Que l’on juge François de Curel comme le maître des « pièces à thèse[53] » ou non, il est incontestable qu’il s’illustre dans les revendications de son « continuel besoin de refonte du texte de théâtre[54] ». Jacques Vier déclare à ce propos : « Il faudra attendre François de Curel pour que le drame bourgeois soit arraché à la double ornière de l’adultère et de l’argent, où les auteurs le confinent d’ordinaire[55]. » Ce n’est pas seulement la thématique abordée par l’auteur de L’amour brode qui fait de lui un observateur « d’une singulière pénétration psychologique[56] », mais aussi ses recherches formelles s’inscrivant dans l’esthétique d’un nouveau paradigme dramatique qui le situent comme un dramaturge original à son époque. N’ayant pas poussé à l’extrême sa « réforme théâtrale », comme l’ont osé Ibsen ou Strindberg, l’étoile de l’écrivain français s’éclipse après sa mort, mais pour ses contemporains, aux dires de Gaillard de Champris, il représente un espoir pour les générations à venir, car 

il est, plus que personne, capable d’assurer le renouvellement, impérieusement nécessaire, de notre art dramatique. Mais, telle qu’elle est, son oeuvre suffit à justifier la plus belle renommée. Le psychologue à qui nous devons tant d’analyses subtiles et profondes ; le moraliste qui ajouta au trésor de notre littérature d’observation déjà si riche ; le poète philosophe qui sait illuminer d’un éclair rapide une âme ou un problème, ouvrir à l’esprit les plus nobles perspectives, et sur les sommets les plus arides faire éclore les fleurs qui décident aux rudes ascensions l’humanité curieuse et débile ; celui-là peut dédaigner les approbations faciles, irriter même ou contrister ses admirateurs les plus bénévoles ; il domine malgré tout, il s’impose ; il compte, dès maintenant, parmi les écrivains qui font honneur à l’esprit français, et rappellent au respect les étrangers qui ne veulent voir en nous que des amuseurs publics[57].

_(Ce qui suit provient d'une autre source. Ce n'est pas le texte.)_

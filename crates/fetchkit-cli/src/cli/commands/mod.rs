//! CLI command handlers, one file per command.

mod bench;
mod fetch;
mod md5;

pub use bench::run_bench;
pub use fetch::run_fetch;
pub use md5::run_md5;
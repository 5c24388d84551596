//! Comparison mode: fetch the same resources sequentially and with bounded
//! concurrency, and report wall time and bytes for each run.

use std::time::{Duration, Instant};

use crate::error::FetchError;
use crate::fetcher;
use crate::resource::ResourceIdentifier;
use crate::transport::Transport;

/// Measurements of one fetch run.
#[derive(Debug, Clone, PartialEq)]
pub struct RunStats {
    pub elapsed: Duration,
    /// Total length of all fetched bodies, in bytes.
    pub bytes: usize,
}

impl RunStats {
    fn measure<F>(run: F) -> Result<(Self, Vec<String>), FetchError>
    where
        F: FnOnce() -> Result<Vec<String>, FetchError>,
    {
        let start = Instant::now();
        let bodies = run()?;
        let stats = RunStats {
            elapsed: start.elapsed(),
            bytes: bodies.iter().map(String::len).sum(),
        };
        Ok((stats, bodies))
    }

    pub fn throughput_kib_s(&self) -> f64 {
        let secs = self.elapsed.as_secs_f64();
        if secs > 0.0 {
            self.bytes as f64 / 1024.0 / secs
        } else {
            0.0
        }
    }
}

/// Result of [`compare`].
#[derive(Debug, Clone)]
pub struct Comparison {
    pub resources: usize,
    pub max_concurrent: usize,
    pub sequential: RunStats,
    pub bounded: RunStats,
    /// True when both runs returned identical bodies (false for resources
    /// whose content changes between requests).
    pub bodies_match: bool,
}

impl Comparison {
    /// Sequential wall time divided by bounded wall time.
    pub fn speedup(&self) -> f64 {
        let bounded = self.bounded.elapsed.as_secs_f64();
        if bounded > 0.0 {
            self.sequential.elapsed.as_secs_f64() / bounded
        } else {
            1.0
        }
    }
}

/// Runs [`fetcher::fetch_sequential`] then [`fetcher::fetch_bounded`] over
/// `identifiers`. Fails if either run fails or returns a result count that
/// differs from the input length.
///
/// Runs on the current thread (call from `spawn_blocking` if used from async).
pub fn compare<T: Transport>(
    transport: &T,
    identifiers: &[ResourceIdentifier],
    max_concurrent: usize,
) -> Result<Comparison, FetchError> {
    if max_concurrent == 0 {
        return Err(FetchError::InvalidArgument(
            "max_concurrent must be at least 1".to_string(),
        ));
    }
    let (sequential, seq_bodies) =
        RunStats::measure(|| fetcher::fetch_sequential(transport, identifiers))?;
    let (bounded, bounded_bodies) =
        RunStats::measure(|| fetcher::fetch_bounded(transport, identifiers, max_concurrent))?;
    check_result_count("sequential", identifiers.len(), seq_bodies.len())?;
    check_result_count("bounded", identifiers.len(), bounded_bodies.len())?;

    let comparison = Comparison {
        resources: identifiers.len(),
        max_concurrent,
        sequential,
        bounded,
        bodies_match: seq_bodies == bounded_bodies,
    };
    tracing::info!(
        "compare: {} resource(s), sequential {:?}, bounded(max {}) {:?}, speedup {:.2}",
        comparison.resources,
        comparison.sequential.elapsed,
        max_concurrent,
        comparison.bounded.elapsed,
        comparison.speedup()
    );
    Ok(comparison)
}

fn check_result_count(run: &str, expected: usize, got: usize) -> Result<(), FetchError> {
    if expected != got {
        return Err(FetchError::InvalidArgument(format!(
            "{} run returned {} result(s) for {} resource(s)",
            run, got, expected
        )));
    }
    Ok(())
}
use anyhow::Result;
use serde::{Deserialize, Serialize};
use std::fs;
use std::path::PathBuf;
use std::time::Duration;

use crate::transport::TransportOptions;

/// Global configuration loaded from `~/.config/fetchkit/config.toml`.
#[derive(Debug, Clone, Serialize, Deserialize)]
pub struct FetchkitConfig {
    /// Default concurrency bound for bounded fetches (`--jobs` overrides it).
    pub max_concurrent: usize,
    /// Seconds allowed for establishing a connection.
    pub connect_timeout_secs: u64,
    /// Optional ceiling in seconds for a whole fetch (None = no ceiling).
    /// Never applied to hashing.
    #[serde(default)]
    pub request_timeout_secs: Option<u64>,
    /// Maximum number of redirects followed per request.
    pub max_redirections: u32,
    /// Optional User-Agent header.
    #[serde(default)]
    pub user_agent: Option<String>,
}

impl Default for FetchkitConfig {
    fn default() -> Self {
        Self {
            max_concurrent: 4,
            connect_timeout_secs: 30,
            request_timeout_secs: None,
            max_redirections: 10,
            user_agent: None,
        }
    }
}

impl FetchkitConfig {
    pub fn transport_options(&self) -> TransportOptions {
        TransportOptions {
            connect_timeout: Duration::from_secs(self.connect_timeout_secs),
            request_timeout: self.request_timeout_secs.map(Duration::from_secs),
            max_redirections: self.max_redirections,
            user_agent: self.user_agent.clone(),
        }
    }
}

pub fn config_path() -> Result<PathBuf> {
    let xdg_dirs = xdg::BaseDirectories::with_prefix("fetchkit")?;
    Ok(xdg_dirs.place_config_file("config.toml")?)
}

/// Load configuration from disk, creating a default file if none exists.
pub fn load_or_init() -> Result<FetchkitConfig> {
    let path = config_path()?;
    if !path.exists() {
        let default_cfg = FetchkitConfig::default();
        let toml = toml::to_string_pretty(&default_cfg)?;
        if let Some(parent) = path.parent() {
            fs::create_dir_all(parent)?;
        }
        fs::write(&path, toml)?;
        tracing::info!("created default config at {}", path.display());
        return Ok(default_cfg);
    }

    let data = fs::read_to_string(&path)?;
    let cfg: FetchkitConfig = toml::from_str(&data)?;
    Ok(cfg)
}
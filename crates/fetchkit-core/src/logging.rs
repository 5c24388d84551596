//! Logging init: file under XDG state dir, or graceful fallback to stderr.

use anyhow::Result;
use std::fs;
use std::io;
use std::path::PathBuf;
use tracing_subscriber::fmt::writer::BoxMakeWriter;
use tracing_subscriber::fmt::MakeWriter;
use tracing_subscriber::EnvFilter;

const DEFAULT_FILTER: &str = "info,fetchkit=debug,fetchkit_core=debug";

/// Writer that is either the log file or stderr (used when the file clone fails).
enum FileOrStderr {
    File(fs::File),
    Stderr,
}

impl io::Write for FileOrStderr {
    fn write(&mut self, buf: &[u8]) -> io::Result<usize> {
        match self {
            FileOrStderr::File(f) => f.write(buf),
            FileOrStderr::Stderr => io::stderr().lock().write(buf),
        }
    }

    fn flush(&mut self) -> io::Result<()> {
        match self {
            FileOrStderr::File(f) => f.flush(),
            FileOrStderr::Stderr => io::stderr().lock().flush(),
        }
    }
}

struct FileMakeWriter(fs::File);

impl<'a> MakeWriter<'a> for FileMakeWriter {
    type Writer = FileOrStderr;

    fn make_writer(&'a self) -> Self::Writer {
        self.0
            .try_clone()
            .map(FileOrStderr::File)
            .unwrap_or(FileOrStderr::Stderr)
    }
}

fn env_filter() -> EnvFilter {
    EnvFilter::try_from_default_env().unwrap_or_else(|_| EnvFilter::new(DEFAULT_FILTER))
}

/// Initialize structured logging to `~/.local/state/fetchkit/fetchkit.log`.
/// On failure (e.g. log dir unwritable), returns Err so the caller can fall back to stderr.
pub fn init_logging() -> Result<()> {
    let xdg_dirs = xdg::BaseDirectories::with_prefix("fetchkit")?;
    let log_dir = xdg_dirs.get_state_home();

    fs::create_dir_all(&log_dir)?;
    let log_file_path: PathBuf = log_dir.join("fetchkit.log");

    let file = fs::OpenOptions::new()
        .create(true)
        .append(true)
        .open(&log_file_path)?;

    let writer = BoxMakeWriter::new(FileMakeWriter(file));

    tracing_subscriber::fmt()
        .with_env_filter(env_filter())
        .with_writer(writer)
        .with_ansi(false)
        .try_init()
        .map_err(|e| anyhow::anyhow!("install subscriber: {}", e))?;

    tracing::info!("fetchkit logging initialized at {}", log_file_path.display());

    Ok(())
}

/// Initialize logging to stderr only. Use when `init_logging()` fails so the CLI doesn't crash.
pub fn init_logging_stderr() {
    let _ = tracing_subscriber::fmt()
        .with_env_filter(env_filter())
        .with_writer(io::stderr)
        .with_ansi(false)
        .try_init();
}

Si certains contemporains de Curel l’érigent au statut de « novateur », cela ne veut pas dire que celui-ci détruise tout simplement la forme dramatique, mais qu’il tente de la redéfinir et de l’adapter à de nouvelles circonstances. L’histoire du théâtre et du drame donne maints exemples de ces moments de « crise » – qu’on pense à l’époque des Lumières, au drame romantique, naturaliste ou symboliste – « elle connaît une mutation et se transforme en déplaçant ses frontières[58] ». L’oeuvre de Curel s’inscrit ainsi dans le sillage de l’esthétique de cette fin du xixe siècle – décriée justement par Szondi comme « crise du drame » et dénoncée par Lukács comme « décadente »[59], car conduisant à sa mort imminente – qui cherche à « déborder » les prescriptions anciennes en privilégiant de nouvelles solutions sans jamais nier le genre en soi. En témoignent par exemple les pièces d’Ibsen, de Strindberg ou de Tchekhov. L’auteur français n’est donc pas le seul, ni le premier, à « dédramatiser » la forme canonique. Cette volonté subversive se manifeste avant tout par la remise en cause de la « pièce bien faite » et de ses sacro-saintes règles qui règnent dans la deuxième moitié du xixe siècle[60]. Le naturalisme et le symbolisme tournent le dos à l’agencement parfaitement logique de l’action dramatique, même le théâtre de boulevard (à l’exception de la comédie) n’observe toujours pas le modèle traditionnel. Il suffit de citer à ce propos Eugène Brieux (l’ami de Curel) ou Henry Bernstein pour se rendre compte qu’eux aussi contribuent à détruire la forme canonique. En étudiant les oeuvres de ces auteurs (y compris celles de Curel), Johannes Landis les qualifie comme des exemples de la « pièce bien défaite[61] ». L’élargissement du drame de l’élément épique n’est pas non plus une trouvaille du dramaturge français. On pourrait évoquer à ce sujet les pièces historiques de Shakespeare, le théâtre baroque, les oeuvres de Goethe ou de Mickiewicz, mais au tournant du xxe siècle, la romanisation du drame, la déconstruction de l’action linéaire ou le refus du « personnage de caractère » annoncent la naissance d’un nouveau paradigme du drame, celui, comme l’appelle Sarrazac, du « drame-de-la-vie » qui, libéré des contraintes rigides, n’en finit pas de se réinventer jusqu’à nos jours. En analysant en particulier les premières pièces de Curel, nous avons donc tenté de repérer certains procédés de « dédramatisation » qui font de lui un auteur proche de la poétique du drame moderne.